//! Migration units and the ordered list the runner executes.

use crate::error::{MigrateError, MigrateResult};
use duckdb::Connection;
use std::collections::HashSet;
use std::fmt;
use tm_core::{MigrationId, MigrationSource};

/// Error returned by a migration operation.
pub type UnitError = Box<dyn std::error::Error + Send + Sync>;

/// Result of a migration operation.
pub type UnitResult = Result<(), UnitError>;

/// A forward or backward migration operation.
///
/// Receives the connection with the batch transaction already open.
pub type MigrationFn = Box<dyn Fn(&Connection) -> UnitResult + Send + Sync>;

/// Which way a migration is being run.
#[derive(Debug, Clone, Copy, PartialEq, Eq, Hash)]
pub enum Direction {
    Up,
    Down,
}

impl Direction {
    /// "applied" / "reverted", as used in ledger messages.
    pub fn past_tense(self) -> &'static str {
        match self {
            Direction::Up => "applied",
            Direction::Down => "reverted",
        }
    }
}

impl fmt::Display for Direction {
    fn fmt(&self, f: &mut fmt::Formatter<'_>) -> fmt::Result {
        f.write_str(match self {
            Direction::Up => "apply",
            Direction::Down => "revert",
        })
    }
}

/// A named pair of up/down operations.
pub struct Migration {
    id: MigrationId,
    up: MigrationFn,
    down: MigrationFn,
}

impl Migration {
    /// Build a migration from Rust closures.
    pub fn new<U, D>(id: MigrationId, up: U, down: D) -> Self
    where
        U: Fn(&Connection) -> UnitResult + Send + Sync + 'static,
        D: Fn(&Connection) -> UnitResult + Send + Sync + 'static,
    {
        Self {
            id,
            up: Box::new(up),
            down: Box::new(down),
        }
    }

    /// Build a migration that runs SQL scripts with `execute_batch`.
    ///
    /// A missing, blank, or comment-only down script makes the revert a no-op.
    pub fn from_sql(id: MigrationId, up_sql: impl Into<String>, down_sql: Option<String>) -> Self {
        let up_sql = up_sql.into();
        let down_sql = down_sql.filter(|sql| has_statements(sql));
        Self::new(
            id,
            move |conn| run_script(conn, &up_sql),
            move |conn| match &down_sql {
                Some(sql) => run_script(conn, sql),
                None => Ok(()),
            },
        )
    }

    /// Unique identifier.
    pub fn id(&self) -> &MigrationId {
        &self.id
    }

    /// Run the operation for `direction` against `conn`.
    pub fn run(&self, direction: Direction, conn: &Connection) -> UnitResult {
        match direction {
            Direction::Up => (self.up)(conn),
            Direction::Down => (self.down)(conn),
        }
    }
}

impl fmt::Debug for Migration {
    fn fmt(&self, f: &mut fmt::Formatter<'_>) -> fmt::Result {
        f.debug_struct("Migration").field("id", &self.id).finish()
    }
}

impl From<MigrationSource> for Migration {
    fn from(source: MigrationSource) -> Self {
        Migration::from_sql(source.id, source.up_sql, source.down_sql)
    }
}

fn run_script(conn: &Connection, sql: &str) -> UnitResult {
    if !has_statements(sql) {
        return Ok(());
    }
    conn.execute_batch(sql)?;
    Ok(())
}

/// False for scripts made only of whitespace, `--` comments, and `;`.
fn has_statements(sql: &str) -> bool {
    sql.lines()
        .map(str::trim)
        .filter(|line| !line.starts_with("--"))
        .any(|line| line.chars().any(|c| !c.is_whitespace() && c != ';'))
}

/// Immutable, order-preserving list of migrations.
///
/// Registration order is execution order for `up`; `down` walks it in
/// reverse. Identifiers are unique.
#[derive(Debug, Default)]
pub struct MigrationList {
    items: Vec<Migration>,
}

impl MigrationList {
    /// Build a list, rejecting duplicate identifiers.
    pub fn new(items: Vec<Migration>) -> MigrateResult<Self> {
        let mut seen = HashSet::with_capacity(items.len());
        for m in &items {
            if !seen.insert(m.id()) {
                return Err(MigrateError::DuplicateMigration { id: m.id().clone() });
            }
        }
        if items.windows(2).any(|w| w[0].id() > w[1].id()) {
            log::warn!("Migrations are not registered in ascending id order; down will follow registration order");
        }
        Ok(Self { items })
    }

    /// Build a list from migration files discovered on disk.
    pub fn from_sources(sources: Vec<MigrationSource>) -> MigrateResult<Self> {
        Self::new(sources.into_iter().map(Migration::from).collect())
    }

    /// All migrations, in forward order.
    pub fn items(&self) -> &[Migration] {
        &self.items
    }

    /// Migration at position `index`.
    pub fn item(&self, index: usize) -> Option<&Migration> {
        self.items.get(index)
    }

    pub fn iter(&self) -> std::slice::Iter<'_, Migration> {
        self.items.iter()
    }

    pub fn len(&self) -> usize {
        self.items.len()
    }

    pub fn is_empty(&self) -> bool {
        self.items.is_empty()
    }

    /// Identifiers in forward order.
    pub fn ids(&self) -> Vec<&MigrationId> {
        self.items.iter().map(Migration::id).collect()
    }

    /// Look up a migration by id.
    pub fn get(&self, id: &str) -> Option<&Migration> {
        self.items.iter().find(|m| m.id().as_str() == id)
    }
}

impl<'a> IntoIterator for &'a MigrationList {
    type Item = &'a Migration;
    type IntoIter = std::slice::Iter<'a, Migration>;

    fn into_iter(self) -> Self::IntoIter {
        self.items.iter()
    }
}

#[cfg(test)]
#[path = "migration_test.rs"]
mod tests;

======

--- WHAT IS NEEDED ---
Extract the lines above, from the first one through the one containing "pub fn from_sql(id: MigrationId, up_sql: impl", and return only those, unchanged.

--- ANSWER TO THIS PROBLEM ---
//! Migration units and the ordered list the runner executes.

use crate::error::{MigrateError, MigrateResult};
use duckdb::Connection;
use std::collections::HashSet;
use std::fmt;
use tm_core::{MigrationId, MigrationSource};

/// Error returned by a migration operation.
pub type UnitError = Box<dyn std::error::Error + Send + Sync>;

/// Result of a migration operation.
pub type UnitResult = Result<(), UnitError>;

/// A forward or backward migration operation.
///
/// Receives the connection with the batch transaction already open.
pub type MigrationFn = Box<dyn Fn(&Connection) -> UnitResult + Send + Sync>;

/// Which way a migration is being run.
#[derive(Debug, Clone, Copy, PartialEq, Eq, Hash)]
pub enum Direction {
    Up,
    Down,
}

impl Direction {
    /// "applied" / "reverted", as used in ledger messages.
    pub fn past_tense(self) -> &'static str {
        match self {
            Direction::Up => "applied",
            Direction::Down => "reverted",
        }
    }
}

impl fmt::Display for Direction {
    fn fmt(&self, f: &mut fmt::Formatter<'_>) -> fmt::Result {
        f.write_str(match self {
            Direction::Up => "apply",
            Direction::Down => "revert",
        })
    }
}

/// A named pair of up/down operations.
pub struct Migration {
    id: MigrationId,
    up: MigrationFn,
    down: MigrationFn,
}

impl Migration {
    /// Build a migration from Rust closures.
    pub fn new<U, D>(id: MigrationId, up: U, down: D) -> Self
    where
        U: Fn(&Connection) -> UnitResult + Send + Sync + 'static,
        D: Fn(&Connection) -> UnitResult + Send + Sync + 'static,
    {
        Self {
            id,
            up: Box::new(up),
            down: Box::new(down),
        }
    }

    /// Build a migration that runs SQL scripts with `execute_batch`.
    ///
    /// A missing, blank, or comment-only down script makes the revert a no-op.
    pub fn from_sql(id: MigrationId, up_sql: impl Into<String>, down_sql: Option<String>) -> Self {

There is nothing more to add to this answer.